▸ **TASK ITEM**: What is needed is each line of the data below that holds the string "crate".

** Opening THE DATA block **

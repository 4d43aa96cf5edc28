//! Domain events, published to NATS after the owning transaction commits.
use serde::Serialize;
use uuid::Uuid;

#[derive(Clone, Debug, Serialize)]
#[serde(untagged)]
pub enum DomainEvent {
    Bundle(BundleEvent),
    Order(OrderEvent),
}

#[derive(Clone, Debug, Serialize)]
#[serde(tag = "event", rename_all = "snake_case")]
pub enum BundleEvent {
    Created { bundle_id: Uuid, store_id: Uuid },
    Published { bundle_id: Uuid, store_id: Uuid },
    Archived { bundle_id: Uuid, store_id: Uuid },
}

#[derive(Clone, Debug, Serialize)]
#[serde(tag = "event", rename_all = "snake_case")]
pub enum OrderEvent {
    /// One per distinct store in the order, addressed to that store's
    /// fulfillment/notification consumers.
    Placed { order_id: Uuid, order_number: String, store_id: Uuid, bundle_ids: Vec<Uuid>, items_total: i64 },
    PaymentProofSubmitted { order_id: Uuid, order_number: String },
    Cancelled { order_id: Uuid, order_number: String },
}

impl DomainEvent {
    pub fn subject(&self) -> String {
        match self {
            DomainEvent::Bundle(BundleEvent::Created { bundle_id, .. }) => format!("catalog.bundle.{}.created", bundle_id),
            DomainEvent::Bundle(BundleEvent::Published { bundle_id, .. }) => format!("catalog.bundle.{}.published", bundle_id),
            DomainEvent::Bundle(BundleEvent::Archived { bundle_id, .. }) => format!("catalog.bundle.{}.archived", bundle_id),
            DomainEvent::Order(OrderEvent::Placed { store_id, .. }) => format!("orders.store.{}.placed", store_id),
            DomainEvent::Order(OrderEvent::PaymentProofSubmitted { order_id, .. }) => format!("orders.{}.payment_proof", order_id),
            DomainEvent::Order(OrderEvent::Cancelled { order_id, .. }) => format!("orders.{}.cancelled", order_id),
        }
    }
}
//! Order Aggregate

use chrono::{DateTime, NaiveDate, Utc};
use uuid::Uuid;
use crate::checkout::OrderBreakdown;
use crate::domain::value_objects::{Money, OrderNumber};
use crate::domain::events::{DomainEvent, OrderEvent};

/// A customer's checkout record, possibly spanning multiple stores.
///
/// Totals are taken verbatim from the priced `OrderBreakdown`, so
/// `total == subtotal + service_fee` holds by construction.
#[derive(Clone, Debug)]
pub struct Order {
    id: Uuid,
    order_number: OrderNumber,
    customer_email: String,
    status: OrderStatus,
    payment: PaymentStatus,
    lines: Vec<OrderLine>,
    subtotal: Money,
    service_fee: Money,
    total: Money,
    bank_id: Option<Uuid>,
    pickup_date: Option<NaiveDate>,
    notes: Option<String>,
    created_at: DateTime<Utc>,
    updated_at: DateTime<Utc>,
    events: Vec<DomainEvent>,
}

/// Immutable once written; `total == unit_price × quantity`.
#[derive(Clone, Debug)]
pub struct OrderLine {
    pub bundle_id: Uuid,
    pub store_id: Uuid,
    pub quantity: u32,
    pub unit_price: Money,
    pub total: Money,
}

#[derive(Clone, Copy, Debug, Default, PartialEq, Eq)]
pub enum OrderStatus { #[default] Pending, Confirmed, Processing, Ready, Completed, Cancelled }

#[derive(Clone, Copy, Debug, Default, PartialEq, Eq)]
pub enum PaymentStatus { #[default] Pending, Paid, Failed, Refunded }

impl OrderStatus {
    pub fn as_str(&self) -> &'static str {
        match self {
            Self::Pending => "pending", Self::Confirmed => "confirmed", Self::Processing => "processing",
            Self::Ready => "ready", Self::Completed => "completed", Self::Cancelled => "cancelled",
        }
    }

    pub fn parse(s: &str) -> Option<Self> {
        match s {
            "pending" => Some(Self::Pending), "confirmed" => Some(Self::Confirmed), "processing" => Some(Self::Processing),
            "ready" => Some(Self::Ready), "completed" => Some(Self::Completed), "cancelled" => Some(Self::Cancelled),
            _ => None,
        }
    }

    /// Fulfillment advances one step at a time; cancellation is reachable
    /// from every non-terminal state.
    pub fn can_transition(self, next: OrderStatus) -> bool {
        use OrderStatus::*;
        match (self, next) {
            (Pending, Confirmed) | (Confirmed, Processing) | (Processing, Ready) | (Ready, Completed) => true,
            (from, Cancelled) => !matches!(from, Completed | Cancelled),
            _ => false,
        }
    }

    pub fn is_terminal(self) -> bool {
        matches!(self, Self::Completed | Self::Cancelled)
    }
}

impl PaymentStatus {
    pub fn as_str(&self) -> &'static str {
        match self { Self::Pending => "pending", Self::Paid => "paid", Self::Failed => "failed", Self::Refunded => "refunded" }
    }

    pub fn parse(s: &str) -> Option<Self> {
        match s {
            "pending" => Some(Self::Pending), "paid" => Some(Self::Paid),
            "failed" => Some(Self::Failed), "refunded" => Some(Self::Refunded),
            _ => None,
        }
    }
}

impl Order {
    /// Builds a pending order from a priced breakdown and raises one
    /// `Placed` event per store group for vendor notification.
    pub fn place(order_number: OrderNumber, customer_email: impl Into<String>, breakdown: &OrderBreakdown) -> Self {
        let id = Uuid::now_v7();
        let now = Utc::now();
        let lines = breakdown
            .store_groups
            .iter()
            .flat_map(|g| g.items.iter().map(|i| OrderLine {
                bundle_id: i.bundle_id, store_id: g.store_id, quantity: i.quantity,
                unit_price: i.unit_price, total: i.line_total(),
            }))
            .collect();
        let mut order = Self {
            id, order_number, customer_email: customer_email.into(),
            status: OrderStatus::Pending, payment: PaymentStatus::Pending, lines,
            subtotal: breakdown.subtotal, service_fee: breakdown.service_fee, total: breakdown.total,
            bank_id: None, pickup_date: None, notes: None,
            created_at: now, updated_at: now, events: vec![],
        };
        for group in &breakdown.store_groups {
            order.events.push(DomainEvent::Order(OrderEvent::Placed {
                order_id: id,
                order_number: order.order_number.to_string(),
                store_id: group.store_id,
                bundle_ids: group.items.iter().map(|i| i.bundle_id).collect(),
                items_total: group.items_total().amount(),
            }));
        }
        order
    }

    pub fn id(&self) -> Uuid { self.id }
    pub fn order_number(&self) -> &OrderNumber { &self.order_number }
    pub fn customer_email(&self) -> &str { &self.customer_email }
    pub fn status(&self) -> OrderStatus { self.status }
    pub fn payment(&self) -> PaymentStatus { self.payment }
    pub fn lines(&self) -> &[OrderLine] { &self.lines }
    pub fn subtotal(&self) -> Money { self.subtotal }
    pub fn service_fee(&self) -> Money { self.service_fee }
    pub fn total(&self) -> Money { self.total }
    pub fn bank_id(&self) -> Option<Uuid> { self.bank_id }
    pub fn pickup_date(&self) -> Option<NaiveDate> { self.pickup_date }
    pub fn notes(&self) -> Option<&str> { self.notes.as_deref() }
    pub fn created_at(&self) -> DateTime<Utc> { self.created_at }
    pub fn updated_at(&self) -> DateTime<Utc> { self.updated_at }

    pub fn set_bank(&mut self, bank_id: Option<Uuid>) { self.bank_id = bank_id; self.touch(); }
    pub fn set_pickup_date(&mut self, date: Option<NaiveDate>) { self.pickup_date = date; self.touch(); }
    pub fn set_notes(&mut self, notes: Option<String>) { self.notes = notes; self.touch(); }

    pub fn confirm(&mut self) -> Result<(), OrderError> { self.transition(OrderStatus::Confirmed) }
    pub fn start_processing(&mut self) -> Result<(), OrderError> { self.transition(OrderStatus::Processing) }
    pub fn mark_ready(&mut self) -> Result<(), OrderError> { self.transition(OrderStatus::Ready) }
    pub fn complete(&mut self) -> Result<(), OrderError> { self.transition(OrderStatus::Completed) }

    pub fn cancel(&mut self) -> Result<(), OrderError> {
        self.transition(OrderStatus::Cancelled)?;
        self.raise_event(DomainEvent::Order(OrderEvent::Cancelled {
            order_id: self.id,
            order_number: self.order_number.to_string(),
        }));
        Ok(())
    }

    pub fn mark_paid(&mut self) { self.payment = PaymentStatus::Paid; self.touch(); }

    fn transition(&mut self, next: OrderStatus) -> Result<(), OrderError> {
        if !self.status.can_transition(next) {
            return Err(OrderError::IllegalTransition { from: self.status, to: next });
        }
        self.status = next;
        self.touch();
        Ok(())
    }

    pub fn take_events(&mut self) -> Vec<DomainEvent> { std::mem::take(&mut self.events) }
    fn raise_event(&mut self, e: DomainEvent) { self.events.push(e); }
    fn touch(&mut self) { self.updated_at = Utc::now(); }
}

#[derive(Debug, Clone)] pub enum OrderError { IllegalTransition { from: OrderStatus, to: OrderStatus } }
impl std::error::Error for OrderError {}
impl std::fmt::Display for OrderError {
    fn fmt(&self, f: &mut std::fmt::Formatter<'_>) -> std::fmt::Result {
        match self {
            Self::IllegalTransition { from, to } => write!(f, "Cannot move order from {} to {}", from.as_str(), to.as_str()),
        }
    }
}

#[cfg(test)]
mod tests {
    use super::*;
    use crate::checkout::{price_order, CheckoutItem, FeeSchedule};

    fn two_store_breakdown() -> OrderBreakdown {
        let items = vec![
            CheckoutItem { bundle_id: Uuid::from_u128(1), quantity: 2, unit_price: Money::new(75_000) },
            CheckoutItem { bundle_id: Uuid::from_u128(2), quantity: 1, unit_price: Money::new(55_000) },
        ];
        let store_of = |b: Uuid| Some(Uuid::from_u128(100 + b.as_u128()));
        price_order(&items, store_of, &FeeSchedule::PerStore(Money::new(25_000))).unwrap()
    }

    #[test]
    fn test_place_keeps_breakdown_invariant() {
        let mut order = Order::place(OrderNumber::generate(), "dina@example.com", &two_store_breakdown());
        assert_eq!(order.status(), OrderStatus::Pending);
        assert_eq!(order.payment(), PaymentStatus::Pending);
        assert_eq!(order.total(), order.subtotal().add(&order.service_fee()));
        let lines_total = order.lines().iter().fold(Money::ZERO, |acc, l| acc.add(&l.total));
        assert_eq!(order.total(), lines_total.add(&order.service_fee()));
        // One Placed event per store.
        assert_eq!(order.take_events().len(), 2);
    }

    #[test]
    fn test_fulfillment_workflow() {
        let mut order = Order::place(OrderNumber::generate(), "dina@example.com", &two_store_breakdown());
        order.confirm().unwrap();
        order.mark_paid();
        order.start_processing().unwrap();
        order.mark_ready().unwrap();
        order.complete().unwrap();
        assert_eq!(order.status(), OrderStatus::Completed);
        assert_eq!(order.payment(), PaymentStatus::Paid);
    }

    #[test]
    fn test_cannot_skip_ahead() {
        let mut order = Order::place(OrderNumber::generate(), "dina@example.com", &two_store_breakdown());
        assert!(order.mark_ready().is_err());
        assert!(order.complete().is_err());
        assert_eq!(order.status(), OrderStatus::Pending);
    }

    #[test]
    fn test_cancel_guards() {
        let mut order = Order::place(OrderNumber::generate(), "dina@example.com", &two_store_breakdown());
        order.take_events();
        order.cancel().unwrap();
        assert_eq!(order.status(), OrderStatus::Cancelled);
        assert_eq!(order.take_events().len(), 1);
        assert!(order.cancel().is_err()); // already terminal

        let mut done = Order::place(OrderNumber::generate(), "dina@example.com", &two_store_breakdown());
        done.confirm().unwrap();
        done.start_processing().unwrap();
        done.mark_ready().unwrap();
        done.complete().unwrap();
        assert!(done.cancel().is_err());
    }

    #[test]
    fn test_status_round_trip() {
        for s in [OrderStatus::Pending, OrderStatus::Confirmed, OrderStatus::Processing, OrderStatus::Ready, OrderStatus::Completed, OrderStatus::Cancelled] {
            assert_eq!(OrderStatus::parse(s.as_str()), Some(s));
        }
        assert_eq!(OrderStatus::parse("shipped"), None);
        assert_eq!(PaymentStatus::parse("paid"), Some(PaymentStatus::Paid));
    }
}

** Closing THE DATA block **

▸ **ANSWER SECTION**:
use crate::checkout::OrderBreakdown;
use crate::domain::value_objects::{Money, OrderNumber};
use crate::domain::events::{DomainEvent, OrderEvent};
    use crate::checkout::{price_order, CheckoutItem, FeeSchedule};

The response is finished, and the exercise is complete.